Keeps the chain of useless communication alive!

Will send group emails even when the message ends with “Please reply to me directly.”

You can hear his phone clicking when he sends a text. Texts with one finger.

Coaches his son’s basketball team and leaves all non- related work printing including practice exercises, team schedules, hotel confirmations in the communal office printer.

‘We make the same pay but she thinks she’s your manager’ Wendy

There’s always one of these in the group.

Has had the same hair style for 30 years.

Will ask you questions she already knows the answers to as an attempt to make herself feel important.

First one in the office, not to do work, but to rifle through everyone else’s stuff.

On holiday Fridays, you might hear a little Yanni and Michael Bolton effervescing from her office.

Has an active crush on herself.

Keto Ken

You don’t have to ever ask Ken’s dietary restrictions because he will offer this information freely and frequently to you.

Ken will try to convert you to eating healthy and recite recipes long after you said “no thanks.”

Hosts UFC watching parties at his home.

Voted “Most Likely to Steal Your Parking Space at Christmas Time”

Preaches the horrors of aspartame in Diet Coke and smokes a pack a day.

Side note! If you aren’t aware of your office’s voting system; it’s because you’re a part of it.

I digress.

Solo Stewart

This one has learned the art of pursing his lips and spends most of his time processing what others have said; much like a humanized version of Kermit the Frog; like so:

Speaks only if spoken to.

Chooses a later lunch hour to avoid staff.

Wears headphones at the gym without a musical device attached.
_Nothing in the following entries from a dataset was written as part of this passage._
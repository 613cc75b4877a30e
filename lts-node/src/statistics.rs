use std::ops::Deref;
use std::sync::atomic::{AtomicU64, Ordering};
use std::sync::Arc;

pub type Counter = AtomicU64;

#[derive(Debug, Clone, Default)]
/// Live metrics around the subscribed node set.
pub struct MembershipStatistics(Arc<MembershipStatisticsInner>);

impl Deref for MembershipStatistics {
    type Target = MembershipStatisticsInner;

    fn deref(&self) -> &Self::Target {
        &self.0
    }
}

#[derive(Debug, Default)]
pub struct MembershipStatisticsInner {
    /// The number of nodes accepted by the visibility policy.
    pub(crate) num_accepted: Counter,
    /// The number of nodes dropped by the visibility policy.
    pub(crate) num_rejected: Counter,
    /// The number of node entries removed from the set.
    pub(crate) num_removed: Counter,
}

impl MembershipStatisticsInner {
    /// The number of nodes accepted by the visibility policy.
    pub fn num_accepted(&self) -> u64 {
        self.num_accepted.load(Ordering::Relaxed)
    }

    /// The number of nodes dropped by the visibility policy.
    pub fn num_rejected(&self) -> u64 {
        self.num_rejected.load(Ordering::Relaxed)
    }

    /// The number of node entries removed from the set.
    pub fn num_removed(&self) -> u64 {
        self.num_removed.load(Ordering::Relaxed)
    }
}
// Server time source shared by the commit path, the timer, and the ping reply.

use std::sync::Mutex;

use chrono::{DateTime, Duration, Utc};

/// A server-trusted time source.
///
/// Every deadline written to the store and every expiry decision made by the
/// timer goes through one of these, so tests can substitute a controllable
/// clock without touching the wall clock.
pub trait Clock: Send + Sync {
    fn now(&self) -> DateTime<Utc>;
}

/// Wall-clock time anchored once at construction and then advanced by the
/// monotonic tokio clock.
///
/// Because elapsed time is measured with `tokio::time::Instant`, a runtime
/// with paused time (`tokio::time::pause`) drives this clock too: timer tests
/// advance tokio time and the draft clock follows exactly, with no real
/// sleeping.
#[derive(Debug, Clone)]
pub struct MonotonicClock {
    anchor: DateTime<Utc>,
    origin: tokio::time::Instant,
}

impl MonotonicClock {
    /// Anchor at the current UTC time.
    pub fn new() -> Self {
        Self::anchored_at(Utc::now())
    }

    /// Anchor at an explicit instant. Useful for deterministic tests.
    pub fn anchored_at(anchor: DateTime<Utc>) -> Self {
        MonotonicClock {
            anchor,
            origin: tokio::time::Instant::now(),
        }
    }
}

impl Default for MonotonicClock {
    fn default() -> Self {
        Self::new()
    }
}

impl Clock for MonotonicClock {
    fn now(&self) -> DateTime<Utc> {
        let elapsed = Duration::from_std(self.origin.elapsed()).unwrap_or_else(|_| Duration::zero());
        self.anchor + elapsed
    }
}

/// A clock that only moves when told to.
#[derive(Debug)]
pub struct ManualClock {
    now: Mutex<DateTime<Utc>>,
}

impl ManualClock {
    pub fn new(start: DateTime<Utc>) -> Self {
        ManualClock {
            now: Mutex::new(start),
        }
    }

    pub fn set(&self, at: DateTime<Utc>) {
        *self.now.lock().expect("clock mutex poisoned") = at;
    }

    pub fn advance(&self, by: Duration) {
        let mut now = self.now.lock().expect("clock mutex poisoned");
        *now += by;
    }
}

impl Clock for ManualClock {
    fn now(&self) -> DateTime<Utc> {
        *self.now.lock().expect("clock mutex poisoned")
    }
}

/// Convert a chrono span to a std duration, clamping negatives to zero.
pub fn until(from: DateTime<Utc>, to: DateTime<Utc>) -> std::time::Duration {
    (to - from).to_std().unwrap_or(std::time::Duration::ZERO)
}

#[cfg(test)]
mod tests {
    use super::*;
    use chrono::TimeZone;

    fn t0() -> DateTime<Utc> {
        Utc.with_ymd_and_hms(2026, 9, 1, 18, 0, 0).unwrap()
    }

    #[test]
    fn manual_clock_moves_only_when_advanced() {
        let clock = ManualClock::new(t0());
        assert_eq!(clock.now(), t0());
        clock.advance(Duration::seconds(30));
        assert_eq!(clock.now(), t0() + Duration::seconds(30));
        clock.set(t0());
        assert_eq!(clock.now(), t0());
    }

    #[tokio::test]
    async fn monotonic_clock_follows_paused_tokio_time() {
        tokio::time::pause();
        let clock = MonotonicClock::anchored_at(t0());
        assert_eq!(clock.now(), t0());

        tokio::time::advance(std::time::Duration::from_secs(12)).await;
        assert_eq!(clock.now(), t0() + Duration::seconds(12));
    }

    #[test]
    fn until_clamps_past_instants_to_zero() {
        assert_eq!(until(t0(), t0() - Duration::seconds(5)), std::time::Duration::ZERO);
        assert_eq!(
            until(t0(), t0() + Duration::milliseconds(1500)),
            std::time::Duration::from_millis(1500)
        );
    }
}
// Typed outcomes of the draft engine.
//
// Everything here is an expected result of normal operation (lost races,
// out-of-turn clicks, rule violations) and is returned as a value, never used
// for control flow past the commit boundary.

use thiserror::Error;

use crate::roster::Position;
use crate::store::StoreError;

/// Reasons the roster rule validator refuses a candidate pick.
#[derive(Debug, Clone, PartialEq, Eq, Error)]
pub enum RuleViolation {
    #[error("room is not active")]
    RoomNotActive,

    #[error("it is not this participant's turn")]
    NotParticipantsTurn,

    #[error("player {player_id} is already rostered")]
    PlayerAlreadyRosteredElsewhere { player_id: String },

    #[error("roster already holds the maximum of {max} {position}")]
    PositionCeilingExceeded { position: Position, max: u32 },

    #[error("not enough picks left to reach the minimum of {min} {position}")]
    RosterMinimumUnreachable { position: Position, min: u32 },
}

/// How a client should present a failed commit.
#[derive(Debug, Clone, Copy, PartialEq, Eq, serde::Serialize, serde::Deserialize)]
#[serde(rename_all = "snake_case")]
pub enum ErrorClass {
    /// "You can't do that": shown inline, the request itself was invalid.
    Rejected,
    /// "Something else happened first": refresh and pick again.
    Superseded,
    /// Infrastructure trouble: "retrying...".
    Transient,
}

/// Result of a failed `commit_pick`.
#[derive(Debug, Error)]
pub enum CommitError {
    #[error("room is not active")]
    RoomNotActive,

    #[error("it is not this participant's turn")]
    NotParticipantsTurn,

    #[error("player {player_id} is already rostered")]
    PlayerAlreadyRosteredElsewhere { player_id: String },

    #[error("roster already holds the maximum of {max} {position}")]
    PositionCeilingExceeded { position: Position, max: u32 },

    #[error("not enough picks left to reach the minimum of {min} {position}")]
    RosterMinimumUnreachable { position: Position, min: u32 },

    #[error("turn already advanced: expected pick {expected}, current pick is {current}")]
    StaleTurn { expected: u32, current: u32 },

    #[error("time ran out for pick {pick_index}")]
    TurnExpired { pick_index: u32 },

    #[error("commit abandoned after {attempts} conflicting attempts")]
    CommitContention { attempts: u32 },

    #[error("room {0} not found")]
    RoomNotFound(String),

    #[error("participant {0} is not in this room")]
    UnknownParticipant(String),

    #[error("player {0} is not in the player pool")]
    UnknownPlayer(String),

    #[error("store failure: {0}")]
    Store(StoreError),
}

impl CommitError {
    /// Stable machine-readable code used on the wire.
    pub fn code(&self) -> &'static str {
        match self {
            CommitError::RoomNotActive => "ROOM_NOT_ACTIVE",
            CommitError::NotParticipantsTurn => "NOT_PARTICIPANTS_TURN",
            CommitError::PlayerAlreadyRosteredElsewhere { .. } => "PLAYER_ALREADY_ROSTERED_ELSEWHERE",
            CommitError::PositionCeilingExceeded { .. } => "POSITION_CEILING_EXCEEDED",
            CommitError::RosterMinimumUnreachable { .. } => "ROSTER_MINIMUM_UNREACHABLE",
            CommitError::StaleTurn { .. } => "STALE_TURN",
            CommitError::TurnExpired { .. } => "TURN_EXPIRED",
            CommitError::CommitContention { .. } => "COMMIT_CONTENTION",
            CommitError::RoomNotFound(_) => "ROOM_NOT_FOUND",
            CommitError::UnknownParticipant(_) => "UNKNOWN_PARTICIPANT",
            CommitError::UnknownPlayer(_) => "UNKNOWN_PLAYER",
            CommitError::Store(_) => "STORE_UNAVAILABLE",
        }
    }

    pub fn class(&self) -> ErrorClass {
        match self {
            CommitError::StaleTurn { .. }
            | CommitError::TurnExpired { .. }
            | CommitError::PlayerAlreadyRosteredElsewhere { .. } => ErrorClass::Superseded,
            CommitError::CommitContention { .. } | CommitError::Store(_) => ErrorClass::Transient,
            _ => ErrorClass::Rejected,
        }
    }

    /// True for failures of the store itself rather than of the request.
    pub fn is_infrastructure(&self) -> bool {
        matches!(self, CommitError::Store(_))
    }
}

impl From<RuleViolation> for CommitError {
    fn from(v: RuleViolation) -> Self {
        match v {
            RuleViolation::RoomNotActive => CommitError::RoomNotActive,
            RuleViolation::NotParticipantsTurn => CommitError::NotParticipantsTurn,
            RuleViolation::PlayerAlreadyRosteredElsewhere { player_id } => {
                CommitError::PlayerAlreadyRosteredElsewhere { player_id }
            }
            RuleViolation::PositionCeilingExceeded { position, max } => {
                CommitError::PositionCeilingExceeded { position, max }
            }
            RuleViolation::RosterMinimumUnreachable { position, min } => {
                CommitError::RosterMinimumUnreachable { position, min }
            }
        }
    }
}

impl From<StoreError> for CommitError {
    fn from(e: StoreError) -> Self {
        match e {
            StoreError::RoomNotFound(id) => CommitError::RoomNotFound(id),
            other => CommitError::Store(other),
        }
    }
}

#[cfg(test)]
mod tests {
    use super::*;

    #[test]
    fn codes_match_wire_taxonomy() {
        assert_eq!(CommitError::StaleTurn { expected: 3, current: 4 }.code(), "STALE_TURN");
        assert_eq!(CommitError::RoomNotActive.code(), "ROOM_NOT_ACTIVE");
        assert_eq!(CommitError::CommitContention { attempts: 5 }.code(), "COMMIT_CONTENTION");
        assert_eq!(CommitError::NotParticipantsTurn.code(), "NOT_PARTICIPANTS_TURN");
        assert_eq!(CommitError::TurnExpired { pick_index: 2 }.code(), "TURN_EXPIRED");
    }

    #[test]
    fn classes_drive_user_treatment() {
        assert_eq!(
            CommitError::StaleTurn { expected: 0, current: 1 }.class(),
            ErrorClass::Superseded
        );
        assert_eq!(
            CommitError::PlayerAlreadyRosteredElsewhere { player_id: "x".into() }.class(),
            ErrorClass::Superseded
        );
        assert_eq!(
            CommitError::PositionCeilingExceeded { position: Position::TightEnd, max: 2 }.class(),
            ErrorClass::Rejected
        );
        assert_eq!(CommitError::TurnExpired { pick_index: 0 }.class(), ErrorClass::Superseded);
        assert_eq!(CommitError::CommitContention { attempts: 5 }.class(), ErrorClass::Transient);
        assert_eq!(
            CommitError::Store(StoreError::Backend("disk".into())).class(),
            ErrorClass::Transient
        );
    }

    #[test]
    fn store_not_found_maps_to_room_not_found() {
        let err: CommitError = StoreError::RoomNotFound("r9".into()).into();
        assert!(matches!(err, CommitError::RoomNotFound(ref id) if id == "r9"));
        assert!(!err.is_infrastructure());

        let err: CommitError = StoreError::Backend("io".into()).into();
        assert!(err.is_infrastructure());
    }

    #[test]
    fn rule_violations_convert_one_to_one() {
        let err: CommitError = RuleViolation::NotParticipantsTurn.into();
        assert_eq!(err.code(), "NOT_PARTICIPANTS_TURN");
        let err: CommitError = RuleViolation::RosterMinimumUnreachable {
            position: Position::Quarterback,
            min: 1,
        }
        .into();
        assert_eq!(err.code(), "ROSTER_MINIMUM_UNREACHABLE");
    }
}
Is building up the courage to ask Wendy on a date.

God-Fearing Gabe

Water cooler conversations are actually parables.

Will try to convert coworkers to attend at least one group meeting so they can understand the cult-ure.

Drives a mini van with all the stick figures and WWJD decals.

Is either hosting a family of refugees from or harbouring fugitives; we’re not quite sure.

Gets lots of time off for obscure religious holidays that HR cannot prove are made up.

Dirty Dale

The one whose jokes go a little too far. Innuendo is a form of dialect.

Will share explicit details about his partner.

Snorts when he laughs.

Does not wash his hands after using the bathroom.

The bathroom smells suspiciously like skunk and old spice after his use.

Enjoys the sound of his own voice.

So there you have it; my tainted view of Democratic Party candidates, through the lens of an American loving Canadian professional.

If these respective careers don’t work out, all are welcome to Canada for some maple syrup, ketchup chips and poutine!